_SOURCE MATERIAL_:
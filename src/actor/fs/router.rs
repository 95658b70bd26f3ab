use std::collections::BTreeMap;
use std::path::{Path, PathBuf};

use super::types::DebouncedEvents;
use crate::actor::messages::Change;
use crate::pipeline::{BuildContext, BuildTarget};
use crate::render::TemplateKind;

/// Who is affected by a change to one path.
#[derive(Debug, Clone, Copy, PartialEq, Eq)]
pub(super) enum Owner {
    Target(BuildTarget),
    Template(TemplateKind),
}

/// Route a path to at most one owner. Templates win over targets so a
/// template kept inside the content tree is not copied as content.
pub(super) fn owner_of(path: &Path, ctx: &BuildContext) -> Option<Owner> {
    if let Some(kind) = ctx.templates.kind_of(path) {
        return Some(Owner::Template(kind));
    }
    ctx.selectors.owning(path).map(Owner::Target)
}

pub(super) fn log_events(events: &DebouncedEvents, ctx: &BuildContext) {
    for (path, kind) in &events.0 {
        crate::debug!("watch"; "{}: {}", kind.label(), ctx.display(path));
    }
}

/// Group classified events into changes for the build actor.
///
/// Removals come first so a rename drops the old output before the new one
/// is written; template changes come last.
pub(super) fn events_to_changes(events: DebouncedEvents, ctx: &BuildContext) -> Vec<Change> {
    let (changed, removed) = events.split();
    let mut templates: Vec<TemplateKind> = Vec::new();

    let mut group = |paths: Vec<PathBuf>| {
        let mut by_target: BTreeMap<BuildTarget, Vec<PathBuf>> = BTreeMap::new();
        for path in paths {
            match owner_of(&path, ctx) {
                Some(Owner::Target(target)) => by_target.entry(target).or_default().push(path),
                Some(Owner::Template(kind)) if !templates.contains(&kind) => templates.push(kind),
                Some(Owner::Template(_)) => {}
                None => crate::debug!("watch"; "ignored: {}", ctx.display(&path)),
            }
        }
        by_target
    };

    let removed = group(removed);
    let changed = group(changed);

    let mut changes = Vec::new();
    changes.extend(
        removed
            .into_iter()
            .map(|(target, paths)| Change::Remove { target, paths }),
    );
    changes.extend(
        changed
            .into_iter()
            .map(|(target, paths)| Change::Rebuild { target, paths }),
    );
    changes.extend(templates.into_iter().map(Change::Template));
    changes
}
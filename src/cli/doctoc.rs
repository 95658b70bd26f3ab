//! `doctoc` command: regenerate the tables of contents of the slide sources.

use std::fs;
use std::path::Path;

use anyhow::{Context, Result, bail};

use crate::config::SiteConfig;
use crate::pipeline::BuildTarget;
use crate::render::update_toc;
use crate::utils::plural::plural_count;
use crate::{debug, log};

pub fn update_tocs(config: &SiteConfig) -> Result<()> {
    let sources = BuildTarget::Slides.selector(config)?.collect();
    let mut updated = 0;
    let mut failed = 0;

    for path in &sources {
        match update_file(path) {
            Ok(true) => {
                updated += 1;
                debug!("doctoc"; "{}", config.root_relative(path).display());
            }
            Ok(false) => {}
            Err(e) => {
                failed += 1;
                log!("error"; "{}: {e:#}", config.root_relative(path).display());
            }
        }
    }

    if failed > 0 {
        bail!("{} of {} failed", plural_count(failed, "file"), sources.len());
    }
    log!("doctoc"; "done, {} updated", plural_count(updated, "file"));
    Ok(())
}

/// Whether the file was rewritten.
fn update_file(path: &Path) -> Result<bool> {
    let markdown =
        fs::read_to_string(path).with_context(|| format!("failed to read {}", path.display()))?;
    let Some(updated) = update_toc(&markdown) else {
        return Ok(false);
    };
    fs::write(path, updated).with_context(|| format!("failed to write {}", path.display()))?;
    Ok(true)
}

#[cfg(test)]
mod tests {
    use super::*;
    use crate::config::{test_config, test_site};

    #[test]
    fn test_updates_slide_sources_only() {
        let dir = tempfile::tempdir().unwrap();
        test_site(dir.path());
        let deck = dir.path().join("subjects/js/README.md");
        fs::write(&deck, "# JavaScript\n\n## Types\n").unwrap();
        let readme_before = fs::read_to_string(dir.path().join("README.md")).unwrap();
        let config = test_config(dir.path());

        update_tocs(&config).unwrap();

        let deck_after = fs::read_to_string(&deck).unwrap();
        assert!(deck_after.starts_with("<!-- START doctoc"));
        assert!(deck_after.contains("- [JavaScript](#javascript)\n  - [Types](#types)\n"));
        assert_eq!(
            fs::read_to_string(dir.path().join("README.md")).unwrap(),
            readme_before
        );

        // A second run leaves the files alone.
        let mtime = fs::metadata(&deck).unwrap().modified().unwrap();
        update_tocs(&config).unwrap();
        assert_eq!(fs::metadata(&deck).unwrap().modified().unwrap(), mtime);
    }

    #[test]
    fn test_unreadable_source_fails_the_command() {
        let dir = tempfile::tempdir().unwrap();
        test_site(dir.path());
        fs::write(dir.path().join("subjects/js/BROKEN.md"), [0xff, 0xfe]).unwrap();
        let config = test_config(dir.path());

        let err = update_tocs(&config).unwrap_err();
        assert_eq!(err.to_string(), "1 file of 2 failed");
        assert!(
            fs::read_to_string(dir.path().join("subjects/js/README.md"))
                .unwrap()
                .contains("(#javascript)")
        );
    }
}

_REQUIRED WORK_:
Take the material above and transcribe all of it exactly.

_EXPECTED ANSWER_:
filename src/actor/fs/router.rs
repository 95658b70bd26f3ab
use std::collections::BTreeMap;
use std::path::{Path, PathBuf};

use super::types::DebouncedEvents;
use crate::actor::messages::Change;
use crate::pipeline::{BuildContext, BuildTarget};
use crate::render::TemplateKind;

/// Who is affected by a change to one path.
#[derive(Debug, Clone, Copy, PartialEq, Eq)]
pub(super) enum Owner {
    Target(BuildTarget),
    Template(TemplateKind),
}

/// Route a path to at most one owner. Templates win over targets so a
/// template kept inside the content tree is not copied as content.
pub(super) fn owner_of(path: &Path, ctx: &BuildContext) -> Option<Owner> {
    if let Some(kind) = ctx.templates.kind_of(path) {
        return Some(Owner::Template(kind));
    }
    ctx.selectors.owning(path).map(Owner::Target)
}

pub(super) fn log_events(events: &DebouncedEvents, ctx: &BuildContext) {
    for (path, kind) in &events.0 {
        crate::debug!("watch"; "{}: {}", kind.label(), ctx.display(path));
    }
}

/// Group classified events into changes for the build actor.
///
/// Removals come first so a rename drops the old output before the new one
/// is written; template changes come last.
pub(super) fn events_to_changes(events: DebouncedEvents, ctx: &BuildContext) -> Vec<Change> {
    let (changed, removed) = events.split();
    let mut templates: Vec<TemplateKind> = Vec::new();

    let mut group = |paths: Vec<PathBuf>| {
        let mut by_target: BTreeMap<BuildTarget, Vec<PathBuf>> = BTreeMap::new();
        for path in paths {
            match owner_of(&path, ctx) {
                Some(Owner::Target(target)) => by_target.entry(target).or_default().push(path),
                Some(Owner::Template(kind)) if !templates.contains(&kind) => templates.push(kind),
                Some(Owner::Template(_)) => {}
                None => crate::debug!("watch"; "ignored: {}", ctx.display(&path)),
            }
        }
        by_target
    };

    let removed = group(removed);
    let changed = group(changed);

    let mut changes = Vec::new();
    changes.extend(
        removed
            .into_iter()
            .map(|(target, paths)| Change::Remove { target, paths }),
    );
    changes.extend(
        changed
            .into_iter()
            .map(|(target, paths)| Change::Rebuild { target, paths }),
    );
    changes.extend(templates.into_iter().map(Change::Template));
    changes
}
filename src/cli/doctoc.rs
repository 95658b70bd26f3ab
//! `doctoc` command: regenerate the tables of contents of the slide sources.

use std::fs;
use std::path::Path;

use anyhow::{Context, Result, bail};

use crate::config::SiteConfig;
use crate::pipeline::BuildTarget;
use crate::render::update_toc;
use crate::utils::plural::plural_count;
use crate::{debug, log};

pub fn update_tocs(config: &SiteConfig) -> Result<()> {
    let sources = BuildTarget::Slides.selector(config)?.collect();
    let mut updated = 0;
    let mut failed = 0;

    for path in &sources {
        match update_file(path) {
            Ok(true) => {
                updated += 1;
                debug!("doctoc"; "{}", config.root_relative(path).display());
            }
            Ok(false) => {}
            Err(e) => {
                failed += 1;
                log!("error"; "{}: {e:#}", config.root_relative(path).display());
            }
        }
    }

    if failed > 0 {
        bail!("{} of {} failed", plural_count(failed, "file"), sources.len());
    }
    log!("doctoc"; "done, {} updated", plural_count(updated, "file"));
    Ok(())
}

/// Whether the file was rewritten.
fn update_file(path: &Path) -> Result<bool> {
    let markdown =
        fs::read_to_string(path).with_context(|| format!("failed to read {}", path.display()))?;
    let Some(updated) = update_toc(&markdown) else {
        return Ok(false);
    };
    fs::write(path, updated).with_context(|| format!("failed to write {}", path.display()))?;
    Ok(true)
}

#[cfg(test)]
mod tests {
    use super::*;
    use crate::config::{test_config, test_site};

    #[test]
    fn test_updates_slide_sources_only() {
        let dir = tempfile::tempdir().unwrap();
        test_site(dir.path());
        let deck = dir.path().join("subjects/js/README.md");
        fs::write(&deck, "# JavaScript\n\n## Types\n").unwrap();
        let readme_before = fs::read_to_string(dir.path().join("README.md")).unwrap();
        let config = test_config(dir.path());

        update_tocs(&config).unwrap();

        let deck_after = fs::read_to_string(&deck).unwrap();
        assert!(deck_after.starts_with("<!-- START doctoc"));
        assert!(deck_after.contains("- [JavaScript](#javascript)\n  - [Types](#types)\n"));
        assert_eq!(
            fs::read_to_string(dir.path().join("README.md")).unwrap(),
            readme_before
        );

        // A second run leaves the files alone.
        let mtime = fs::metadata(&deck).unwrap().modified().unwrap();
        update_tocs(&config).unwrap();
        assert_eq!(fs::metadata(&deck).unwrap().modified().unwrap(), mtime);
    }

    #[test]
    fn test_unreadable_source_fails_the_command() {
        let dir = tempfile::tempdir().unwrap();
        test_site(dir.path());
        fs::write(dir.path().join("subjects/js/BROKEN.md"), [0xff, 0xfe]).unwrap();
        let config = test_config(dir.path());

        let err = update_tocs(&config).unwrap_err();
        assert_eq!(err.to_string(), "1 file of 2 failed");
        assert!(
            fs::read_to_string(dir.path().join("subjects/js/README.md"))
                .unwrap()
                .contains("(#javascript)")
        );
    }
}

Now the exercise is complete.